Sounds great doesn’t it!  But there is a deeper story not being told.  If you are looking for a good quality property with little work at a great price you just maybe @#!!%% out of luck.

The BGA Team got together early in the week to talk about what we are seeing.  While prices are down at around 2004 or 2005 prices there is a worrisome trend happening.

If a property comes on the market, is priced right and is in decent to good condition, we are seeing multiple contracts, bidding wars and properties moving in just a few hours.  If the property needs work or is overpriced it will sit and potentially will sell far below what it would have potentially in a market at equilibrium.

Banks, God love ‘em, have caught a clue.  In the foreclosure market, their pricing strategies have taken into account the condition and location of the property.  In some cases they are pricing aggressively to get a bidding war going and escalating the price much higher than it would have sold for just a couple of months ago.

Will interest rates remain at these lows?  The past few weeks, we have seen them inching higher than the historic 4.9% we reached.  Right now mortgage rates have been range bound for the past few weeks (between 5 percent and 5.5 percent — assuming 1 point). With refinance volume booming, the Fed should soon start yielding the results of lowering rates to historic levels. Expect a temporary pause in price declines and a reduction in the excess inventory in part stimulated through a reduction in delinquencies.

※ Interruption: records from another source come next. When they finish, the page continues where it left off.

//! PostgreSQL simple and extended query protocol matching.
//!
//! Simple queries (`Q`) and extended-protocol statements (`Parse`/`Bind`/`Execute`,
//! demarcated by `Sync`) are both tracked as one pending operation per request unit; the
//! next response packet (checked for a leading `ErrorResponse` byte) closes the match.
//! Each message is framed by a 1-byte type tag and a 4-byte big-endian length that
//! includes itself; frames are extracted from a per-direction buffer as soon as they're
//! complete, so a message split across packet events is reassembled before it's parsed.

use std::collections::VecDeque;

use crate::aggregate::{Exchange, ExchangeStatus, ProtocolDetail};
use crate::error::ParseOutcome;
use crate::ingress::{PacketDir, PacketEventData, PacketEventHeader};
use crate::protocols::reassembly::DirectionalBuffers;
use crate::protocols::{ParserContext, StreamParser};
use crate::sampler::Sampler;

const MAX_PENDING_AGE_NS: u64 = 30_000_000_000;

const MSG_SIMPLE_QUERY: u8 = b'Q';
const MSG_PARSE: u8 = b'P';
const MSG_SYNC: u8 = b'S';
const MSG_ERROR_RESPONSE: u8 = b'E';

struct PendingOp {
    operation: String,
    start_ns: u64,
    bytes_in: u64,
}

pub struct PgSqlParser {
    ctx: ParserContext,
    buffers: DirectionalBuffers,
    pending: VecDeque<PendingOp>,
    extended_buf: Option<String>,
}

fn message_text(payload: &[u8]) -> String {
    payload
        .split(|&b| b == 0)
        .next()
        .map(|s| String::from_utf8_lossy(s).into_owned())
        .unwrap_or_default()
}

/// Returns `(msg_type, payload, total_frame_len)` once a complete message is buffered,
/// or `None` if more bytes are needed. `len` is big-endian and includes its own 4 bytes.
fn take_pg_frame(buf: &[u8]) -> Option<(u8, &[u8], usize)> {
    if buf.len() < 5 {
        return None;
    }
    let msg_type = buf[0];
    let len = u32::from_be_bytes([buf[1], buf[2], buf[3], buf[4]]) as usize;
    if len < 4 {
        return None;
    }
    let total = 1 + len;
    if buf.len() < total {
        return None;
    }
    Some((msg_type, &buf[5..total], total))
}

impl PgSqlParser {
    pub fn new(ctx: ParserContext) -> Self {
        PgSqlParser {
            ctx,
            buffers: DirectionalBuffers::new(),
            pending: VecDeque::new(),
            extended_buf: None,
        }
    }

    fn process_request(&mut self, header: &PacketEventHeader, msg_type: u8, payload: &[u8], bytes_in: u64) -> ParseOutcome {
        match msg_type {
            MSG_SIMPLE_QUERY => {
                self.pending.push_back(PendingOp {
                    operation: message_text(payload),
                    start_ns: header.time_nano,
                    bytes_in,
                });
                ParseOutcome::Ok
            }
            MSG_PARSE => {
                // skip statement name, take query text after its NUL terminator.
                let after_name = payload.split(|&b| b == 0).nth(1).unwrap_or(&[]);
                self.extended_buf = Some(message_text(after_name));
                ParseOutcome::Ok
            }
            MSG_SYNC => {
                self.pending.push_back(PendingOp {
                    operation: self.extended_buf.take().unwrap_or_else(|| "<extended query>".to_string()),
                    start_ns: header.time_nano,
                    bytes_in,
                });
                ParseOutcome::Ok
            }
            _ => ParseOutcome::Ok,
        }
    }

    fn process_response(&mut self, header: &PacketEventHeader, msg_type: u8, bytes_out: u64, sampler: &mut Sampler) -> ParseOutcome {
        let Some(pending) = self.pending.pop_front() else {
            log::warn!("PgSQL response without outstanding request on {}", self.ctx.flow_key);
            return ParseOutcome::Drop;
        };
        let is_error = msg_type == MSG_ERROR_RESPONSE;
        let exchange = Exchange {
            flow_key: self.ctx.flow_key,
            proc_meta: self.ctx.proc_meta.clone(),
            protocol: self.ctx.protocol,
            endpoint: self.ctx.flow_key.resp.to_string(),
            operation: pending.operation,
            start_ns: pending.start_ns,
            duration_ns: header.time_nano.saturating_sub(pending.start_ns),
            status: if is_error { ExchangeStatus::Error } else { ExchangeStatus::Ok },
            bytes_in: pending.bytes_in,
            bytes_out,
            attributes: Default::default(),
        };
        self.ctx.aggregators.add_exchange(&exchange);
        if sampler.should_sample(header.time_nano, is_error) {
            self.ctx.aggregators.add_detail(ProtocolDetail::from(&exchange));
        }
        ParseOutcome::Ok
    }

    fn drain_frames(&mut self, dir: PacketDir, header: &PacketEventHeader, sampler: &mut Sampler) -> ParseOutcome {
        let mut outcome = ParseOutcome::Ok;
        loop {
            let buf = self.buffers.buffer(dir);
            let Some((msg_type, payload, total)) = take_pg_frame(buf) else {
                break;
            };
            let payload = payload.to_vec();
            let bytes = total as u64;
            self.buffers.consume(dir, total);
            outcome = match dir {
                PacketDir::ClientToServer => self.process_request(header, msg_type, &payload, bytes),
                PacketDir::ServerToClient => self.process_response(header, msg_type, bytes, sampler),
            };
        }
        outcome
    }
}

impl StreamParser for PgSqlParser {
    fn on_data(
        &mut self,
        _ctx: &ParserContext,
        header: &PacketEventHeader,
        data: &PacketEventData,
        sampler: &mut Sampler,
    ) -> ParseOutcome {
        if data.buffer.is_empty() {
            return ParseOutcome::Ok;
        }
        self.buffers.append(data.pkt_type, &data.buffer);
        self.drain_frames(data.pkt_type, header, sampler)
    }

    fn garbage_collection(&mut self, size_limit_bytes: usize, now_ns: u64) -> bool {
        while let Some(front) = self.pending.front() {
            if now_ns.saturating_sub(front.start_ns) > MAX_PENDING_AGE_NS {
                self.pending.pop_front();
            } else {
                break;
            }
        }
        self.buffers.shed_to_limit(size_limit_bytes);
        self.pending.is_empty() && self.buffers.cache_size() == 0
    }

    fn cache_size(&self) -> usize {
        self.pending.iter().map(|p| p.bytes_in as usize).sum::<usize>() + self.buffers.cache_size()
    }
}

#[cfg(test)]
mod tests {
    use super::*;
    use crate::aggregate::ProtocolEventAggregators;
    use crate::flow::{FlowKey, L4Protocol};
    use crate::ingress::{MsgTypeHint, ProcMeta, ProtocolTag};
    use crate::stats::Protocol;
    use std::net::SocketAddr;
    use std::sync::Arc;

    fn ctx() -> ParserContext {
        ParserContext {
            protocol: Protocol::PgSql,
            flow_key: FlowKey::new(
                "127.0.0.1:1234".parse::<SocketAddr>().unwrap(),
                "127.0.0.1:5432".parse::<SocketAddr>().unwrap(),
                L4Protocol::Tcp,
            ),
            proc_meta: ProcMeta::default(),
            aggregators: Arc::new(ProtocolEventAggregators::new(16)),
            cache_limit_bytes: 1024,
            dns_request_timeout_ms: 5000,
        }
    }

    fn header(now_ns: u64, flow_key: FlowKey) -> PacketEventHeader {
        PacketEventHeader {
            time_nano: now_ns,
            flow_key,
            proc_meta: ProcMeta::default(),
        }
    }

    fn simple_query_frame(sql: &str) -> Vec<u8> {
        let mut payload = sql.as_bytes().to_vec();
        payload.push(0);
        let len = (4 + payload.len()) as u32;
        let mut frame = vec![MSG_SIMPLE_QUERY];
        frame.extend_from_slice(&len.to_be_bytes());
        frame.extend(payload);
        frame
    }

    #[test]
    fn frame_split_across_two_packets_is_reassembled() {
        let ctx = ctx();
        let mut parser = PgSqlParser::new(ctx.clone());
        let mut sampler = Sampler::new(1.0);
        let h = header(0, ctx.flow_key);
        let frame = simple_query_frame("select 1");
        let (first, second) = frame.split_at(3);

        let data1 = PacketEventData::new(ProtocolTag::PgSql, PacketDir::ClientToServer, MsgTypeHint::Unknown, first.to_vec(), 0);
        parser.on_data(&ctx, &h, &data1, &mut sampler);
        assert!(parser.pending.is_empty());

        let data2 = PacketEventData::new(ProtocolTag::PgSql, PacketDir::ClientToServer, MsgTypeHint::Unknown, second.to_vec(), 0);
        parser.on_data(&ctx, &h, &data2, &mut sampler);
        assert_eq!(parser.pending.len(), 1);
    }

    #[test]
    fn size_based_gc_sheds_buffered_bytes_over_limit() {
        let ctx = ctx();
        let mut parser = PgSqlParser::new(ctx.clone());
        parser.buffers.append(PacketDir::ClientToServer, &[0u8; 64]);
        assert!(!parser.garbage_collection(1024, 0));
        assert!(parser.garbage_collection(8, 0));
        assert_eq!(parser.cache_size(), 0);
    }
}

In Bankrate.com’s weekly polling of economists, a little under one-third of the panelists believe mortgage rates will rise over the next 35 to 45 days. The same percentage think rates will fall. A little more than one-third believe rates will remain relatively unchanged (plus or minus 2 basis points). (These are) still historic lows, and remember, a 1 percent difference in rate for $150K loan amount only equates to a $100 difference in payment. If it makes economical sense, lock and close now.

What is the market going to do in 2009?

February 2nd, 2009, posted by Brandon

Well, honestly, who knows.  But I can offer some insight into four new trends that might give us all an indication of where things are headed. 
 
Multiple offers on bank owned properties and some traditional sales:
We are now seeing multiple offers on many bank owned properties and even some very well priced traditional sales.  This could be an indication that the buyer feels the floor has been established.  In a correcting market it is often the bank owned properties that set the new floor for the market. Buyers bidding up prices on some of these amazing deals leads me to believe that the value has returned to the marketplace and the prices can’t go much lower.  The affordability matrix is back in line in most places (income vs price of housing) which is a solid indication of coming stability.
 
Incredibly low interests rates:
No matter how you slice it, 5% is an amazing rate - especially on a 30 year fixed loan.  Current homeowners know this, thus the huge rush to refinance; yet, the buyers in the market have yet to understand how incredibly powerful a 5% rate is versus even 6%.  We are seeing some indications that it has become cheaper to buy than rent and that balance needs to tip before the buyers flood back in.
 
Fewer unrealistic sellers:
Indeed there are a lot of houses on the market, yet most of them are way over priced with sellers who don’t understand the market, or hope it to be different than it is.  However, we are seeing fewer sellers trying to “see what they can get” than last year at this time.  More realistic pricing will mean more transactions in the marketplace.  Prices are generally back to late ‘04 to early ‘05 pricing.
 
Real Estate recovery first:
It seems most people in the Obama administration understand that the path to economic recovery begins with a solid real estate market.  That premise of understanding should lead to some important government programs to incentivize buyers into the market place.  We have to be careful, however, not to create a false environment that is not sustainable.  4% interest rates, for example, may be nice, yet are unlikely sustainable - which would be damaging to the market when the rates return to “normal”.